= Beginning of Section =

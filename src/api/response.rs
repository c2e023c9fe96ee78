//! Response types for the attendance engine API.
//!
//! This module defines the success bodies of each endpoint and the error
//! response structures for the HTTP API.

use axum::{
    Json,
    http::StatusCode,
    response::{IntoResponse, Response},
};
use chrono::NaiveDate;
use rust_decimal::Decimal;
use serde::{Deserialize, Serialize};

use crate::calculation::{DayCategory, OvertimeBonusRule};
use crate::error::EngineError;
use crate::models::DerivedMetrics;
use crate::parser::{ParseDiagnostic, StrategyKind};
use crate::report::AttendanceReport;
use crate::store::ImportSummary;

/// Metrics for one day of a `/calculate` request.
#[derive(Debug, Clone, Serialize, Deserialize)]
pub struct DayResult {
    /// The day.
    pub date: NaiveDate,
    /// Its category.
    pub day: DayCategory,
    /// The five metrics.
    pub metrics: DerivedMetrics,
    /// `work + loyalty/60 + lembur`, in hours.
    pub total_work_hours: Decimal,
}

/// Response body of `/calculate`.
#[derive(Debug, Clone, Serialize, Deserialize)]
pub struct CalculationResponse {
    /// Policy applied to every record.
    pub policy_id: u32,
    /// Overtime-bonus rule applied.
    pub rule: OvertimeBonusRule,
    /// One entry per request record, in request order.
    pub results: Vec<DayResult>,
    /// Summed metrics.
    pub totals: DerivedMetrics,
    /// Summed display aggregate.
    pub total_work_hours: Decimal,
}

/// Response body of `/import`.
#[derive(Debug, Clone, Serialize, Deserialize)]
pub struct ImportResponse {
    /// Rows inserted or updated.
    pub imported: usize,
    /// Detailed row counts.
    pub summary: ImportSummary,
    /// Strategy that recognized the file, if any did.
    pub strategy: Option<StrategyKind>,
    /// What each attempted strategy saw.
    pub diagnostics: Vec<ParseDiagnostic>,
}

/// Response body of `/report/:employee_id`.
#[derive(Debug, Clone, Serialize, Deserialize)]
pub struct ReportResponse {
    /// The report.
    #[serde(flatten)]
    pub report: AttendanceReport,
    /// Formatted one-line summary.
    pub summary: String,
}

/// API error response structure.
#[derive(Debug, Clone, Serialize, Deserialize)]
pub struct ApiError {
    /// Error code for programmatic handling.
    pub code: String,
    /// Human-readable error message.
    pub message: String,
    /// Optional details about the error.
    #[serde(skip_serializing_if = "Option::is_none")]
    pub details: Option<String>,
}

impl ApiError {
    /// Creates a new API error.
    pub fn new(code: impl Into<String>, message: impl Into<String>) -> Self {
        Self {
            code: code.into(),
            message: message.into(),
            details: None,
        }
    }

    /// Creates a new API error with details.
    pub fn with_details(
        code: impl Into<String>,
        message: impl Into<String>,
        details: impl Into<String>,
    ) -> Self {
        Self {
            code: code.into(),
            message: message.into(),
            details: Some(details.into()),
        }
    }

    /// Creates a validation error response.
    pub fn validation_error(message: impl Into<String>) -> Self {
        Self::new("VALIDATION_ERROR", message)
    }

    /// Creates a malformed JSON error response.
    pub fn malformed_json(message: impl Into<String>) -> Self {
        Self::new("MALFORMED_JSON", message)
    }

    /// Creates an internal error response.
    pub fn internal(message: impl Into<String>) -> Self {
        Self::new("INTERNAL_ERROR", message)
    }
}

/// API error with HTTP status code.
pub struct ApiErrorResponse {
    /// The HTTP status code.
    pub status: StatusCode,
    /// The error body.
    pub error: ApiError,
}

impl IntoResponse for ApiErrorResponse {
    fn into_response(self) -> Response {
        (self.status, Json(self.error)).into_response()
    }
}

impl From<EngineError> for ApiErrorResponse {
    fn from(error: EngineError) -> Self {
        let message = error.to_string();
        let (status, error) = match error {
            EngineError::ConfigNotFound { .. } | EngineError::ConfigParseError { .. } => (
                StatusCode::INTERNAL_SERVER_ERROR,
                ApiError::with_details("CONFIG_ERROR", "Configuration error", message),
            ),
            EngineError::PolicyNotFound { .. } => (
                StatusCode::BAD_REQUEST,
                ApiError::with_details(
                    "POLICY_NOT_FOUND",
                    message,
                    "The shift policy id is not configured",
                ),
            ),
            EngineError::PolicyInUse { .. } => {
                (StatusCode::CONFLICT, ApiError::new("POLICY_IN_USE", message))
            }
            EngineError::EmployeeNotFound { .. } => (
                StatusCode::NOT_FOUND,
                ApiError::new("EMPLOYEE_NOT_FOUND", message),
            ),
            EngineError::AttendanceNotFound { .. } => (
                StatusCode::NOT_FOUND,
                ApiError::new("ATTENDANCE_NOT_FOUND", message),
            ),
            EngineError::ViolationNotFound { .. } => (
                StatusCode::NOT_FOUND,
                ApiError::new("VIOLATION_NOT_FOUND", message),
            ),
            EngineError::FileNotFound { .. } => (
                StatusCode::NOT_FOUND,
                ApiError::with_details(
                    "FILE_NOT_FOUND",
                    message,
                    "The attendance log path does not exist on the server",
                ),
            ),
            EngineError::InvalidTime { .. } => (
                StatusCode::BAD_REQUEST,
                ApiError::new("INVALID_TIME", message),
            ),
            EngineError::InvalidPeriod { .. } => (
                StatusCode::BAD_REQUEST,
                ApiError::new("INVALID_PERIOD", message),
            ),
        };
        ApiErrorResponse { status, error }
    }
}

#[cfg(test)]
mod tests {
    use super::*;

    #[test]
    fn test_api_error_serialization() {
        let error = ApiError::new("TEST_ERROR", "Test message");
        let json = serde_json::to_string(&error).unwrap();
        assert!(json.contains("\"code\":\"TEST_ERROR\""));
        assert!(json.contains("\"message\":\"Test message\""));
        assert!(!json.contains("details")); // Should be skipped when None
    }

    #[test]
    fn test_api_error_with_details_serialization() {
        let error = ApiError::with_details("TEST_ERROR", "Test message", "Some details");
        let json = serde_json::to_string(&error).unwrap();
        assert!(json.contains("\"details\":\"Some details\""));
    }

    #[test]
    fn test_file_not_found_is_404() {
        let api_error: ApiErrorResponse = EngineError::FileNotFound {
            path: "/imports/x.xls".to_string(),
        }
        .into();
        assert_eq!(api_error.status, StatusCode::NOT_FOUND);
        assert_eq!(api_error.error.code, "FILE_NOT_FOUND");
        assert!(api_error.error.message.contains("/imports/x.xls"));
    }

    #[test]
    fn test_policy_not_found_is_400() {
        let api_error: ApiErrorResponse = EngineError::PolicyNotFound { policy_id: 7 }.into();
        assert_eq!(api_error.status, StatusCode::BAD_REQUEST);
        assert_eq!(api_error.error.code, "POLICY_NOT_FOUND");
    }

    #[test]
    fn test_policy_in_use_is_conflict() {
        let api_error: ApiErrorResponse = EngineError::PolicyInUse {
            policy_id: 1,
            employees: 4,
        }
        .into();
        assert_eq!(api_error.status, StatusCode::CONFLICT);
    }

    #[test]
    fn test_invalid_period_is_400() {
        let day = NaiveDate::from_ymd_opt(2025, 3, 3).unwrap();
        let api_error: ApiErrorResponse = EngineError::InvalidPeriod {
            start: day,
            end: day.pred_opt().unwrap(),
        }
        .into();
        assert_eq!(api_error.status, StatusCode::BAD_REQUEST);
        assert_eq!(api_error.error.code, "INVALID_PERIOD");
    }
}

= End of Section =

Instructions to follow ▸ As listed above, the lines from the line with "fn into_response(self) ->" to the line with "let (status, error)" are to be echoed exactly, with both ends included and nothing added.

Exercise solution ▸
    fn into_response(self) -> Response {
        (self.status, Json(self.error)).into_response()
    }
}

impl From<EngineError> for ApiErrorResponse {
    fn from(error: EngineError) -> Self {
        let message = error.to_string();
        let (status, error) = match error {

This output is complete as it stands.